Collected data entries
──────────

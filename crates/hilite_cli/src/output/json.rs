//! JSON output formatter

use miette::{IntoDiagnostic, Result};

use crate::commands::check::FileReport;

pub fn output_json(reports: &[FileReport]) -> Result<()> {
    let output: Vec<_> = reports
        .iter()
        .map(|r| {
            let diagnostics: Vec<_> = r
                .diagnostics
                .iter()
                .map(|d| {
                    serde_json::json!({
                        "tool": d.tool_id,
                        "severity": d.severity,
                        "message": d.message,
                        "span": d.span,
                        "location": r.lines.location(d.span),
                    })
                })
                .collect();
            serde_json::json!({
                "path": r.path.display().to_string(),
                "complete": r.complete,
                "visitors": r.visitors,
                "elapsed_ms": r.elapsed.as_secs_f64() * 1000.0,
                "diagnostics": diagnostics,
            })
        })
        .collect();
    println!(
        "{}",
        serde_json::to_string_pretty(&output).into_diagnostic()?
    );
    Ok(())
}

──────────

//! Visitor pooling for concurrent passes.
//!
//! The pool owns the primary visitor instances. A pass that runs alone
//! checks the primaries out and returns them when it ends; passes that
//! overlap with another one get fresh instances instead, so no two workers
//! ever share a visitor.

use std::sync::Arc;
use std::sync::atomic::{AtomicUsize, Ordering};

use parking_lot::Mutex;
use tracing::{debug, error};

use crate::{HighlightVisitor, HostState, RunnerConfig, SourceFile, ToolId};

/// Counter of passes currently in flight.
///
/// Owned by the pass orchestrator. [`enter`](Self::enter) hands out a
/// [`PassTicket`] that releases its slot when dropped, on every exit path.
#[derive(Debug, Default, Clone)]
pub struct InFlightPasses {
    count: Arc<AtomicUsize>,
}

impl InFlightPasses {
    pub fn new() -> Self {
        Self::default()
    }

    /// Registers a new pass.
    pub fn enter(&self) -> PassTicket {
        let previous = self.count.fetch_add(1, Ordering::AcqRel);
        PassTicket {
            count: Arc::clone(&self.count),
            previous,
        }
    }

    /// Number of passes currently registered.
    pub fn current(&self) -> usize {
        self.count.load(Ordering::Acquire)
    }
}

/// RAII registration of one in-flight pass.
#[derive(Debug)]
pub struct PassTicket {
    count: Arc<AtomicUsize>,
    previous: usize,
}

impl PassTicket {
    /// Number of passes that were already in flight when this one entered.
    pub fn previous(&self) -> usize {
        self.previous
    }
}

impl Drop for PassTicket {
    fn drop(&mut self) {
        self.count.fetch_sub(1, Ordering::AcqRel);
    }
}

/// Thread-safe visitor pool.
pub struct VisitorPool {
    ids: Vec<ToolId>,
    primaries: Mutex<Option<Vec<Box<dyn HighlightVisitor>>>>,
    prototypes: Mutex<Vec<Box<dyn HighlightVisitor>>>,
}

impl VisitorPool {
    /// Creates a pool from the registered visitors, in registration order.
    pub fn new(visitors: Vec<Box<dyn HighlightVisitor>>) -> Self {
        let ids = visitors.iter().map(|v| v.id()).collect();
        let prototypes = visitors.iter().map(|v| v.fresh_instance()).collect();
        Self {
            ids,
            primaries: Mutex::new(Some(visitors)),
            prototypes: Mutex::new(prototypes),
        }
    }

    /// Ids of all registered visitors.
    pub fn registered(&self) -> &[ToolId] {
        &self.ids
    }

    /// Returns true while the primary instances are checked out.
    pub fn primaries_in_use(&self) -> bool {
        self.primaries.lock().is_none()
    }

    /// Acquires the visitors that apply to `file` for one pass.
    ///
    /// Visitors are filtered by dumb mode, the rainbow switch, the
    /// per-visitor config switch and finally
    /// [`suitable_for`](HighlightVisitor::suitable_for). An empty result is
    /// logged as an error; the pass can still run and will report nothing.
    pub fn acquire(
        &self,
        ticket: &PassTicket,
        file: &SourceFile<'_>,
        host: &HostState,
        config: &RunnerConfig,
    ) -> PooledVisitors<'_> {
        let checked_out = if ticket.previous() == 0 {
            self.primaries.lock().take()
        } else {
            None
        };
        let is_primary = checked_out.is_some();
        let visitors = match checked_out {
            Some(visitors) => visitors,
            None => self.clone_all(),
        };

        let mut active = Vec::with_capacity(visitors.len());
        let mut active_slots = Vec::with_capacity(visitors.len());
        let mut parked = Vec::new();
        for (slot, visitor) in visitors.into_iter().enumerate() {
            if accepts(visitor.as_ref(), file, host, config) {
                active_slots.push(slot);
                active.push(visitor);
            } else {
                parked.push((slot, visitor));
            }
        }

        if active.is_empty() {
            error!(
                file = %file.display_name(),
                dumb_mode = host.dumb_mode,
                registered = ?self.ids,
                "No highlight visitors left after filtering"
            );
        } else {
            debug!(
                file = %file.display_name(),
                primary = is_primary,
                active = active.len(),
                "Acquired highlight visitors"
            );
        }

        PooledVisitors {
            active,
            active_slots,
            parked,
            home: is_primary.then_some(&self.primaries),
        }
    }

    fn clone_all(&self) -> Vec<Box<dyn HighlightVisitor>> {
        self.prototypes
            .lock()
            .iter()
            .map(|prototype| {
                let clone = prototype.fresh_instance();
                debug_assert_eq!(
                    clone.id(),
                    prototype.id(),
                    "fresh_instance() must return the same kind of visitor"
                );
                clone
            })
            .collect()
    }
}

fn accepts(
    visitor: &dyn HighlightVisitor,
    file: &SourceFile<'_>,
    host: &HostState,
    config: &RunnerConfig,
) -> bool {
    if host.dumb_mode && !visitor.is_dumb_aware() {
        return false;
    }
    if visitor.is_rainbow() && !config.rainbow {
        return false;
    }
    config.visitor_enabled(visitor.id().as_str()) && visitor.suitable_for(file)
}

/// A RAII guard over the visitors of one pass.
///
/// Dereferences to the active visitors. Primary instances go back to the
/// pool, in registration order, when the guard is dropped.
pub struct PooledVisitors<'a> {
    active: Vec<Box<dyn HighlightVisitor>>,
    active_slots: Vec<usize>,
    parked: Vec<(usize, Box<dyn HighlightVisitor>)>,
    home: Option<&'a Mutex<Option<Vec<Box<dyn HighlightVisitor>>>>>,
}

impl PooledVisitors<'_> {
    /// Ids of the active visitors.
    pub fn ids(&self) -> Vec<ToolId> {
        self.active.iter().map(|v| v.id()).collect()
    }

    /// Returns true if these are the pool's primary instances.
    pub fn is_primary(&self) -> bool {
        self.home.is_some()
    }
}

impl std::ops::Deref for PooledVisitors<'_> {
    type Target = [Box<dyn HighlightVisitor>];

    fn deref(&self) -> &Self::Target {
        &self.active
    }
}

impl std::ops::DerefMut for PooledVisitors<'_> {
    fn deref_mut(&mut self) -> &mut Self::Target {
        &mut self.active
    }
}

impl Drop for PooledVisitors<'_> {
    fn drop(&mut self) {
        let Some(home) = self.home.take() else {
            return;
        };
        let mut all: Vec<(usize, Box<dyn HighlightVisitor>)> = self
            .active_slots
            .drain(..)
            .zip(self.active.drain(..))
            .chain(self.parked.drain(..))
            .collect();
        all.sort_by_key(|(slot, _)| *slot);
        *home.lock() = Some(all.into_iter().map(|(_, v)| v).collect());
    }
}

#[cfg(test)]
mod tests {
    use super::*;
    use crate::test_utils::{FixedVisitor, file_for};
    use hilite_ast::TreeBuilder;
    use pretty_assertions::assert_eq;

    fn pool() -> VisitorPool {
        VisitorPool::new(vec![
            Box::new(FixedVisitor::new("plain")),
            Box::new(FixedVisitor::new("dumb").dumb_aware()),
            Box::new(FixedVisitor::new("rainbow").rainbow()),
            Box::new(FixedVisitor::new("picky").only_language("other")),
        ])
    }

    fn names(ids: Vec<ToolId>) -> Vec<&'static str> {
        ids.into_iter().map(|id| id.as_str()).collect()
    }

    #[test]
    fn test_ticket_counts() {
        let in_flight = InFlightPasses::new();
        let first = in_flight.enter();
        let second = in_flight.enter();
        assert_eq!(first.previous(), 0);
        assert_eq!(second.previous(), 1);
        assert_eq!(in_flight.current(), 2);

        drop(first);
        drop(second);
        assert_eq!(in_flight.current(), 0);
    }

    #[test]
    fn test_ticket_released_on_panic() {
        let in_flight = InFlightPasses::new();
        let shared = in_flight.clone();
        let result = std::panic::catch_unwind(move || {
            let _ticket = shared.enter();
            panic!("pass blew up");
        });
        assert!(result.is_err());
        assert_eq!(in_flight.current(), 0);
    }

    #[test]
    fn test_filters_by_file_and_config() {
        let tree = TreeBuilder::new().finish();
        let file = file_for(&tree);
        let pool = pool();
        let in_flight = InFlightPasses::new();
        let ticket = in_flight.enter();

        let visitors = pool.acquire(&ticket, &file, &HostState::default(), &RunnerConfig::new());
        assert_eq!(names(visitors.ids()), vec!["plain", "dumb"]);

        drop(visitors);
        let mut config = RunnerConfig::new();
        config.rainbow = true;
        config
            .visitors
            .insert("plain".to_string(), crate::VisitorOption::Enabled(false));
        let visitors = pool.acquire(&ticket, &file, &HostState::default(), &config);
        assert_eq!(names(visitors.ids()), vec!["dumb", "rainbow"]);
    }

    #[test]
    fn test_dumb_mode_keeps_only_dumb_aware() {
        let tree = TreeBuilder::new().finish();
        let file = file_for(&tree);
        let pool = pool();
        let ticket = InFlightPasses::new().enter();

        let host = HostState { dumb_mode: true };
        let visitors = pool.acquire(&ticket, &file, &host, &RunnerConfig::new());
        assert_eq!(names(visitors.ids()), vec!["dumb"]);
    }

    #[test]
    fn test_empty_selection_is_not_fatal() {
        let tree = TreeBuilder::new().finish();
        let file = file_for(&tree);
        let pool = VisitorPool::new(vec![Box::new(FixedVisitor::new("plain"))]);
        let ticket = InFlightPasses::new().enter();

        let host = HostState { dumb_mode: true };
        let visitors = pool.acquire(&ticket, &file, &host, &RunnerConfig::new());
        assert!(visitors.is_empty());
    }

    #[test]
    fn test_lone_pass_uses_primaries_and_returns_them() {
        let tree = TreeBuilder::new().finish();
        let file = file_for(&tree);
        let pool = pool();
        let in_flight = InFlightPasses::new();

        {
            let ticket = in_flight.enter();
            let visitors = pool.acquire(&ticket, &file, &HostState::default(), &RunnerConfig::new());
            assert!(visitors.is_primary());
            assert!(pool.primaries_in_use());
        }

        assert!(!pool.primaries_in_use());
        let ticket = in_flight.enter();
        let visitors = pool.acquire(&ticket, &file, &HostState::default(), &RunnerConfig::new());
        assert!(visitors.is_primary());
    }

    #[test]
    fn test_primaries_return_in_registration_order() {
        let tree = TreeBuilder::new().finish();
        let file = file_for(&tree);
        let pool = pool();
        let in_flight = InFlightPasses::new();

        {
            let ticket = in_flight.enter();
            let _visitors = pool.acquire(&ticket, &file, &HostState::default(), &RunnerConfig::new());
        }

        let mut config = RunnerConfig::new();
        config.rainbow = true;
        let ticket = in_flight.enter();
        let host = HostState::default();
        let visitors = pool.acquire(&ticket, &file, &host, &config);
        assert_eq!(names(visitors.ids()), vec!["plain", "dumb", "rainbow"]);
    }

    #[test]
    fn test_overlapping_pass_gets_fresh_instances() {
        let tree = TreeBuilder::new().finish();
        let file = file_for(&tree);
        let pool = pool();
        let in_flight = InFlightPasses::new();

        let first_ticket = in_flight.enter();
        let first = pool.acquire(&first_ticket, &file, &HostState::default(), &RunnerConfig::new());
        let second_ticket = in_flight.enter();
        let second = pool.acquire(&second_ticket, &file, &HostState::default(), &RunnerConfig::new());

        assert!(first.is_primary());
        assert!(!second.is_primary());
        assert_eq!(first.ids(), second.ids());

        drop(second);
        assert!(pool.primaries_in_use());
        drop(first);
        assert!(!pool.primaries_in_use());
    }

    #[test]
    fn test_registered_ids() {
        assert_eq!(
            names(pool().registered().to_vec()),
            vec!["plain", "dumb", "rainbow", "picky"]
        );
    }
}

──────────

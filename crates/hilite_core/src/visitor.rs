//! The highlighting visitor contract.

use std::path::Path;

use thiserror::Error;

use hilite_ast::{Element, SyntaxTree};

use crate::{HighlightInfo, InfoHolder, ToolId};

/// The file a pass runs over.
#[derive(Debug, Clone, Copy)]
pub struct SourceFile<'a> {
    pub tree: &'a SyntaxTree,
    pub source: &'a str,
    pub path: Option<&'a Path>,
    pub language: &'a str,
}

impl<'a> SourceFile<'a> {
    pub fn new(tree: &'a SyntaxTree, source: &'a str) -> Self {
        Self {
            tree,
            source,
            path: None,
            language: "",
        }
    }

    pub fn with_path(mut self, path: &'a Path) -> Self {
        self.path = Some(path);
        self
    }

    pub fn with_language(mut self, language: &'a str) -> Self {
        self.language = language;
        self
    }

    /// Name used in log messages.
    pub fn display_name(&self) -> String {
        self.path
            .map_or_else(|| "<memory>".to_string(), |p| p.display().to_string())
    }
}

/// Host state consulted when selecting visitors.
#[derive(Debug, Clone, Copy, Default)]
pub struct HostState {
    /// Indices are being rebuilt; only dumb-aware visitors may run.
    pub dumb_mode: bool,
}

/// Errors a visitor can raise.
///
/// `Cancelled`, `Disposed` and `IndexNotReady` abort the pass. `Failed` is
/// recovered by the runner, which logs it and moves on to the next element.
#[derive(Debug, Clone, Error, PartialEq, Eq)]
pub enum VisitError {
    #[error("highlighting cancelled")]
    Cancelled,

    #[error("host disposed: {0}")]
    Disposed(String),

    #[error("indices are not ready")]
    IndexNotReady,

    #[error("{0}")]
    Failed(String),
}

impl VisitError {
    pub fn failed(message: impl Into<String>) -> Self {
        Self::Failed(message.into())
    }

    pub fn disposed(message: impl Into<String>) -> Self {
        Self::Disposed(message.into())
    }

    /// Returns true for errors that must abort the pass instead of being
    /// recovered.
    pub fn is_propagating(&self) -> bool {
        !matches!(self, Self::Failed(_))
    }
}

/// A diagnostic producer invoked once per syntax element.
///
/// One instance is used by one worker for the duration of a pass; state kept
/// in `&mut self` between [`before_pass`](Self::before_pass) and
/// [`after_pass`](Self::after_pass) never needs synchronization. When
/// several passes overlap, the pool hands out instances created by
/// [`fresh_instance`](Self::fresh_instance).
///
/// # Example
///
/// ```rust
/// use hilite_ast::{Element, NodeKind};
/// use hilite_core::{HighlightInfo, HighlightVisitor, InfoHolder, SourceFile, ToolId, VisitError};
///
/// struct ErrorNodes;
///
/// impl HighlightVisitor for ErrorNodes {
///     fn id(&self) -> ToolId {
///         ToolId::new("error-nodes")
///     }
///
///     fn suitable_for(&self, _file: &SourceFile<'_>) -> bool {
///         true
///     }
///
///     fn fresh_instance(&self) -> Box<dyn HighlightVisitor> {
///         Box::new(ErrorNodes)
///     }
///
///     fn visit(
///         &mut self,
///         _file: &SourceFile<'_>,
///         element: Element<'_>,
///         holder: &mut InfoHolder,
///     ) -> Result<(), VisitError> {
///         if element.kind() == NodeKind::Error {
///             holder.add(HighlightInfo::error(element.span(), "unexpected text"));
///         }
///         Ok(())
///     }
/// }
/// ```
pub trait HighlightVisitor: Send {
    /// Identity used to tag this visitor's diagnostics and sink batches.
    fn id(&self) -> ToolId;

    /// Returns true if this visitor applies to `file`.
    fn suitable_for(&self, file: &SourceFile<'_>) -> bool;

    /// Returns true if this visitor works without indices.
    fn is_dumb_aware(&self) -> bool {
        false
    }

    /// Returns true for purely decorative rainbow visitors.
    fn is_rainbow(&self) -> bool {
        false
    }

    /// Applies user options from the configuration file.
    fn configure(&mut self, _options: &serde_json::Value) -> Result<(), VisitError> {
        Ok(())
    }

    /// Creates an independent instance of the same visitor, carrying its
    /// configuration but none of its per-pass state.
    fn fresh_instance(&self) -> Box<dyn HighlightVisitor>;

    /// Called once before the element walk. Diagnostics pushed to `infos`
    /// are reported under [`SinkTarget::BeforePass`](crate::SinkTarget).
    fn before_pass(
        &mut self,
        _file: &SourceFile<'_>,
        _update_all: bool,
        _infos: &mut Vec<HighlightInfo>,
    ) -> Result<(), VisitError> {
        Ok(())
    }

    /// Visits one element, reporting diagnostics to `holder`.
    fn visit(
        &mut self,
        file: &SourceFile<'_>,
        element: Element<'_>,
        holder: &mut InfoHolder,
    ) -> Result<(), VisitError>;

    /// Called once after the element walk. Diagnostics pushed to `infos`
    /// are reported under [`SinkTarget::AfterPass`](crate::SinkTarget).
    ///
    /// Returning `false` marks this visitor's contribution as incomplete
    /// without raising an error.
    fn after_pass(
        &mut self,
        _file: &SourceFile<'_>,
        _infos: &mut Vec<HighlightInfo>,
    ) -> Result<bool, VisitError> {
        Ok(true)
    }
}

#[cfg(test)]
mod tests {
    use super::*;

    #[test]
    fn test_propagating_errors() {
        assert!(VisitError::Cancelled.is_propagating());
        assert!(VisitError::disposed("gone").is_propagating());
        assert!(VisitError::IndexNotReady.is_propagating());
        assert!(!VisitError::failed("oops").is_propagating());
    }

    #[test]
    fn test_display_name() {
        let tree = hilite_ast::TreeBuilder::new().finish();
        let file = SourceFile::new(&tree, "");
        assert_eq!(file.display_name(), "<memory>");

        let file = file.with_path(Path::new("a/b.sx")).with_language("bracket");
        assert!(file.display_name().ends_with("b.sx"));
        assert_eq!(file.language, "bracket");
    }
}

──────────

Task details.
Each line with the word "bool" in the records above belongs in the result; copy all of them.

Response.
    pub fn primaries_in_use(&self) -> bool {
) -> bool {
    pub fn is_primary(&self) -> bool {
    pub dumb_mode: bool,
    pub fn is_propagating(&self) -> bool {
///     fn suitable_for(&self, _file: &SourceFile<'_>) -> bool {
    fn suitable_for(&self, file: &SourceFile<'_>) -> bool;
    fn is_dumb_aware(&self) -> bool {
    fn is_rainbow(&self) -> bool {
        _update_all: bool,
    ) -> Result<bool, VisitError> {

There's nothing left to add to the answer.